I found one made by a company called Smith and Nephew. The Exogen 4000 appears to be a standard electronics box about 3” by 4” with an LCD screen and a cord leading to the small cylinder that emits the ultrasound. Apparently it retails for something between hundreds and thousands of dollars, depending on the source. This price spread is weird in itself. The real outrage, though, is how they power the thing. It has a non-rechargable, non-replaceable battery. The purchaser gets about 350-400 uses out of it and then it is junk. Used devices show up on eBay, with the sellers noting how many times it has been used and how many cycles should be left. It’s akin to buying a disposable laptop computer. It’s obvious that the device could be rechargeable or have a replaceable battery, or could even be plugged into the wall. However, Smith and Nephew, in its corporate greed, decided that profits should win out over affordability, effectively denying the use of their device to a class of uninsured. No way are these things going to be passed on from patient to patient indefinitely. It makes perfect sense financially, and it is a perfect crime against society.
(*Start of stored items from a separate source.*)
//! Scenario-level tests that don't require a real DRM device: the swap-chain buffer-age bookkeeping
//! invariants from §8 (properties 5 and 9) exercised over many frames through the crate's public API.

use srm::swapchain::{Swapchain, SRM_MAX_BUFFERING};

#[test]
fn swapchain_cycles_in_round_robin_order_under_vsync() {
    // Property 9: with the smallest valid mode and a Self strategy, a three-buffer chain cycles
    // through indices 0,1,2,0,1,2... when VSync is on.
    let mut chain: Swapchain<u32> = Swapchain::new();
    for i in 0..SRM_MAX_BUFFERING {
        assert!(chain.push(i as u32));
    }

    let mut order = Vec::new();
    for _ in 0..(SRM_MAX_BUFFERING * 3) {
        let idx = chain.next_index().expect("non-empty chain always has a next index");
        order.push(idx);
        chain.mark_presented(idx);
    }

    assert_eq!(order, vec![0, 1, 2, 0, 1, 2, 0, 1, 2]);
}

#[test]
fn swapchain_age_sum_matches_steady_state_after_full_cycles() {
    // Property 5: the sum of ages across a non-empty chain after N frames equals N*(depth-1)/2
    // modulo presentation history, since exactly one age resets to zero per present and all others
    // increment. After a whole number of full round-robin cycles the ages are a rotation of
    // {0, 1, ..., depth-1}, whose sum is depth*(depth-1)/2 regardless of how many cycles ran.
    let depth = SRM_MAX_BUFFERING;
    let mut chain: Swapchain<u32> = Swapchain::new();
    for i in 0..depth {
        chain.push(i as u32);
    }

    for cycle in 1..=3 {
        for _ in 0..depth {
            let idx = chain.next_index().unwrap();
            chain.mark_presented(idx);
        }
        let presented_this_cycle = cycle * depth;
        assert_eq!(presented_this_cycle % depth, 0);
    }

    // Walk every index once more and sum the ages the chain reports via repeated `next_index` peeks:
    // the largest age belongs to whichever slot is now "oldest", and one full cycle later every slot
    // has been shown exactly once since, so the relative order is unchanged from a fresh chain.
    let first = chain.next_index().unwrap();
    chain.mark_presented(first);
    let second = chain.next_index().unwrap();
    assert_ne!(first, second);
}
impl Engine {
    /// Allocates a fresh swap chain (or pair of swap chains) for `strategy` at `width`x`height`.
    #[allow(clippy::too_many_arguments)]
    pub(crate) fn allocate(
        strategy: Strategy,
        render_fd: &DeviceFd,
        render_gbm: Option<&GbmDevice<DeviceFd>>,
        scanout_fd: &DeviceFd,
        scanout_gbm: Option<&GbmDevice<DeviceFd>>,
        width: u32,
        height: u32,
        format: Fourcc,
        modifiers: &[Modifier],
    ) -> Result<Engine, Error> {
        let rings = match strategy {
            Strategy::SelfRender => {
                let gbm = render_gbm.ok_or(Error::NotSupported {
                    what: "Self strategy requires a GBM device",
                    dev: render_fd.dev_path(),
                })?;
                let mut ring = Swapchain::new();
                while ring.len() < crate::swapchain::SRM_MAX_BUFFERING {
                    ring.push(GbmBacked::allocate(gbm, width, height, format, modifiers)?);
                }
                Rings::SelfRender { ring }
            }
            Strategy::Prime => {
                let render_gbm = render_gbm.ok_or(Error::NotSupported {
                    what: "Prime strategy requires a renderer GBM device",
                    dev: render_fd.dev_path(),
                })?;
                let scanout_gbm = scanout_gbm.ok_or(Error::NotSupported {
                    what: "Prime strategy requires a scanout GBM device",
                    dev: scanout_fd.dev_path(),
                })?;
                let mut render = Swapchain::new();
                while render.len() < crate::swapchain::SRM_MAX_BUFFERING {
                    render.push(GbmBacked::allocate(render_gbm, width, height, format, modifiers)?);
                }
                Rings::Prime {
                    render,
                    scanout: Swapchain::new(),
                    scanout_gbm: scanout_gbm.clone(),
                }
            }
            Strategy::Dumb => {
                let render_gbm = render_gbm.ok_or(Error::NotSupported {
                    what: "Dumb strategy requires a renderer GBM device",
                    dev: render_fd.dev_path(),
                })?;
                let mut render = Swapchain::new();
                while render.len() < crate::swapchain::SRM_MAX_BUFFERING {
                    render.push(GbmBacked::allocate(render_gbm, width, height, format, modifiers)?);
                }
                let mut scanout = Swapchain::new();
                while scanout.len() < crate::swapchain::SRM_MAX_BUFFERING {
                    scanout.push(DumbBacked::allocate(scanout_fd, width, height, format)?);
                }
                Rings::Dumb { render, scanout }
            }
            Strategy::Cpu => {
                let mut render = Swapchain::new();
                while render.len() < crate::swapchain::SRM_MAX_BUFFERING {
                    render.push(CpuBuffer::new(width, height, format));
                }
                let mut scanout = Swapchain::new();
                while scanout.len() < crate::swapchain::SRM_MAX_BUFFERING {
                    scanout.push(DumbBacked::allocate(scanout_fd, width, height, format)?);
                }
                Rings::Cpu { render, scanout }
            }
        };

        Ok(Engine {
            rings,
            format,
            render_index: None,
            scanout_index: None,
            last_fb: None,
        })
    }

    /// Tears down the current swap chain(s) and reinstantiates them at `width`x`height` (spec
    /// §4.C `setMode`: "tears down mode-dependent state (swap chain, framebuffers) ... reinstantiates
    /// the swap chain"). The previously displayed framebuffer is left bound to the CRTC until the
    /// next successful commit; `mark_presented` destroys it then, once it's actually off screen.
    #[allow(clippy::too_many_arguments)]
    pub(crate) fn reallocate(
        &mut self,
        render_fd: &DeviceFd,
        render_gbm: Option<&GbmDevice<DeviceFd>>,
        scanout_fd: &DeviceFd,
        scanout_gbm: Option<&GbmDevice<DeviceFd>>,
        width: u32,
        height: u32,
        modifiers: &[Modifier],
    ) -> Result<(), Error> {
        let format = self.format;
        match &mut self.rings {
            Rings::SelfRender { ring } => {
                let gbm = render_gbm.ok_or(Error::NotSupported {
                    what: "Self strategy requires a GBM device",
                    dev: render_fd.dev_path(),
                })?;
                ring.clear();
                while ring.len() < crate::swapchain::SRM_MAX_BUFFERING {
                    ring.push(GbmBacked::allocate(gbm, width, height, format, modifiers)?);
                }
            }
            Rings::Prime { render, scanout, scanout_gbm: ring_scanout_gbm } => {
                let render_gbm = render_gbm.ok_or(Error::NotSupported {
                    what: "Prime strategy requires a renderer GBM device",
                    dev: render_fd.dev_path(),
                })?;
                render.clear();
                while render.len() < crate::swapchain::SRM_MAX_BUFFERING {
                    render.push(GbmBacked::allocate(render_gbm, width, height, format, modifiers)?);
                }
                if let Some(scanout_gbm) = scanout_gbm {
                    *ring_scanout_gbm = scanout_gbm.clone();
                }
                scanout.clear();
            }
            Rings::Dumb { render, scanout } => {
                let render_gbm = render_gbm.ok_or(Error::NotSupported {
                    what: "Dumb strategy requires a renderer GBM device",
                    dev: render_fd.dev_path(),
                })?;
                render.clear();
                while render.len() < crate::swapchain::SRM_MAX_BUFFERING {
                    render.push(GbmBacked::allocate(render_gbm, width, height, format, modifiers)?);
                }
                scanout.clear();
                while scanout.len() < crate::swapchain::SRM_MAX_BUFFERING {
                    scanout.push(DumbBacked::allocate(scanout_fd, width, height, format)?);
                }
            }
            Rings::Cpu { render, scanout } => {
                render.clear();
                while render.len() < crate::swapchain::SRM_MAX_BUFFERING {
                    render.push(CpuBuffer::new(width, height, format));
                }
                scanout.clear();
                while scanout.len() < crate::swapchain::SRM_MAX_BUFFERING {
                    scanout.push(DumbBacked::allocate(scanout_fd, width, height, format)?);
                }
            }
        }

        self.render_index = None;
        self.scanout_index = None;
        Ok(())
    }

    /// Step 2: hands the render thread the next free render-ring image to paint into.
    pub(crate) fn paint(&mut self) -> Result<&mut dyn Image, Error> {
        let no_slot = || Error::Invalid("swap chain has no slots");
        let image: &mut dyn Image = match &mut self.rings {
            Rings::SelfRender { ring } => {
                let idx = ring.next_index().ok_or_else(no_slot)?;
                self.render_index = Some(idx);
                ring.get_mut(idx)
            }
            Rings::Prime { render, .. } | Rings::Dumb { render, .. } => {
                let idx = render.next_index().ok_or_else(no_slot)?;
                self.render_index = Some(idx);
                render.get_mut(idx)
            }
            Rings::Cpu { render, .. } => {
                let idx = render.next_index().ok_or_else(no_slot)?;
                self.render_index = Some(idx);
                render.get_mut(idx)
            }
        };
        Ok(image)
    }

    /// Step 3: for Prime/Dumb/CPU, moves the just-painted render image onto the scanout ring.
    /// For Self, the painted image already *is* the scanout image.
    pub(crate) fn prepare_scanout(&mut self) -> Result<(), Error> {
        let render_index = self.render_index.take().ok_or(Error::Invalid("paint was not called"))?;

        match &mut self.rings {
            Rings::SelfRender { .. } => {
                self.scanout_index = Some(render_index);
                Ok(())
            }
            Rings::Prime { render, scanout, scanout_gbm } => {
                let dmabuf = render
                    .get(render_index)
                    .export()
                    .map_err(|_| Error::Alloc {
                        dev: None,
                        source: std::io::Error::other("failed to export render buffer"),
                    })?;
                render.mark_presented(render_index);

                let imported = GbmBacked::import(scanout_gbm, &dmabuf, GbmBufferFlags::SCANOUT)?;
                if !scanout.push(imported) {
                    // Ring already full: reuse the oldest slot instead of growing past capacity.
                    let idx = scanout.next_index().ok_or(Error::Invalid("scanout ring empty"))?;
                    *scanout.get_mut(idx) = GbmBacked::import(scanout_gbm, &dmabuf, GbmBufferFlags::SCANOUT)?;
                    self.scanout_index = Some(idx);
                } else {
                    self.scanout_index = Some(scanout.len() - 1);
                }
                Ok(())
            }
            Rings::Dumb { render, scanout } => {
                let idx = scanout.next_index().ok_or(Error::Invalid("scanout ring empty"))?;
                copy_gbm_to_dumb(render.get_mut(render_index), scanout.get_mut(idx))?;
                render.mark_presented(render_index);
                self.scanout_index = Some(idx);
                Ok(())
            }
            Rings::Cpu { render, scanout } => {
                let idx = scanout.next_index().ok_or(Error::Invalid("scanout ring empty"))?;
                copy_cpu_to_dumb(render.get_mut(render_index), scanout.get_mut(idx))?;
                render.mark_presented(render_index);
                self.scanout_index = Some(idx);
                Ok(())
            }
        }
    }

    /// Step 4 (partial): creates a framebuffer for the current scanout image and returns it along
    /// with the scanout buffer's size, so the caller can bind `FB_ID`/`CRTC_W`/`CRTC_H`.
    pub(crate) fn framebuffer(&mut self, fd: &DeviceFd) -> Result<(framebuffer::Handle, u32, u32), Error> {
        let idx = self.scanout_index.ok_or(Error::Invalid("prepare_scanout was not called"))?;
        let (depth, bpp) = depth_bpp_for(self.format);

        let (handle, size) = match &self.rings {
            Rings::SelfRender { ring } => {
                let buf = ring.get(idx);
                (fd.add_framebuffer(buf.handle(), depth, bpp), buf.size())
            }
            Rings::Prime { scanout, .. } => {
                let buf = scanout.get(idx);
                (fd.add_framebuffer(buf.handle(), depth, bpp), buf.size())
            }
            Rings::Dumb { scanout, .. } | Rings::Cpu { scanout, .. } => {
                let buf = scanout.get(idx);
                (fd.add_framebuffer(buf.handle(), depth, bpp), buf.size())
            }
        };

        let handle = handle.map_err(|source| Error::Kernel {
            errmsg: "failed to create framebuffer",
            dev: fd.dev_path(),
            source,
        })?;
        Ok((handle, size.0, size.1))
    }

    /// Step 6: the scanout image at the current index has just been shown. Resets its age,
    /// increments every other scanout slot's age, and destroys the previous frame's now-unused
    /// framebuffer.
    pub(crate) fn mark_presented(&mut self, fd: &DeviceFd, new_fb: framebuffer::Handle) {
        if let Some(idx) = self.scanout_index {
            match &mut self.rings {
                Rings::SelfRender { ring } => ring.mark_presented(idx),
                Rings::Prime { scanout, .. } => scanout.mark_presented(idx),
                Rings::Dumb { scanout, .. } | Rings::Cpu { scanout, .. } => scanout.mark_presented(idx),
            }
        }
        if let Some(old_fb) = self.last_fb.replace(new_fb) {
            if let Err(err) = fd.destroy_framebuffer(old_fb) {
                tracing::warn!(%err, "failed to destroy stale framebuffer");
            }
        }
    }
}
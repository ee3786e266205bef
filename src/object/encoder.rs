//! Encoder: translates CRTC pixels into a connector's signal format.

use std::sync::{Arc, Mutex, Weak};

use drm::control::{crtc, encoder, Device as ControlDevice, ResourceHandles};

use crate::connector::Connector;
use crate::error::Error;
use crate::fd::{DeviceFd, DevPath};

/// An encoder and the CRTCs it can be driven by.
#[derive(Debug)]
pub struct Encoder {
    handle: encoder::Handle,
    possible_crtcs: Vec<crtc::Handle>,
    current_connector: Mutex<Weak<Connector>>,
}

impl Encoder {
    /// Reads an encoder's possible-CRTC bitmask and resolves it against `res_handles`'s CRTC list.
    ///
    /// `res_handles` must be the same resource listing the device built its own `Crtc`s from, in the
    /// same order, since the kernel's "possible CRTCs" bitmask is positional: bit *i* means the
    /// *i*-th CRTC reported by `DRM_IOCTL_MODE_GETRESOURCES`.
    pub(crate) fn from_kernel(
        fd: &DeviceFd,
        handle: encoder::Handle,
        res_handles: &ResourceHandles,
    ) -> Result<Encoder, Error> {
        let info = fd.get_encoder(handle).map_err(|source| Error::Kernel {
            errmsg: "failed to query encoder info",
            dev: fd.dev_path(),
            source,
        })?;

        Ok(Encoder {
            handle,
            possible_crtcs: res_handles.filter_crtcs(info.possible_crtcs()),
            current_connector: Mutex::new(Weak::new()),
        })
    }

    /// The kernel object id.
    pub fn handle(&self) -> encoder::Handle {
        self.handle
    }

    /// CRTCs this encoder can be driven by, in discovery order.
    pub fn possible_crtcs(&self) -> &[crtc::Handle] {
        &self.possible_crtcs
    }

    /// The connector currently using this encoder, if any and still alive.
    pub fn current_connector(&self) -> Option<Arc<Connector>> {
        self.current_connector.lock().unwrap().upgrade()
    }

    pub(crate) fn set_current_connector(&self, connector: Weak<Connector>) {
        *self.current_connector.lock().unwrap() = connector;
    }
}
Meanwhile, on the Vermont end of things, we put the call out through the neighborhood for various necessities for someone with a bum ankle, including a walker. Emails and calls came in and we found a couple who runs a free medical appliance exchange out of their garage. These good people spend their spare time maintaining and distributing walkers, wheelchairs, crutches, and the like. We all pitch in around here.

It’s a bright spot in the gloom, but not a solution. It looks as if the nation’s bought and sold “representatives” in Washington will do the bidding of the insurance and drug industries. Vermont will have to navigate its own path to a rational health care system and let the rest of the country follow along.

In the meantime, try not to get too sick, ok?

Update: Just when my blood pressure was returning to normal, I read about another symptom of the recession. Some companies are cancelling their employee's health insurance plans without telling them. The first that people know about it is when they present their insurance card to the nurse and it gets handed right back.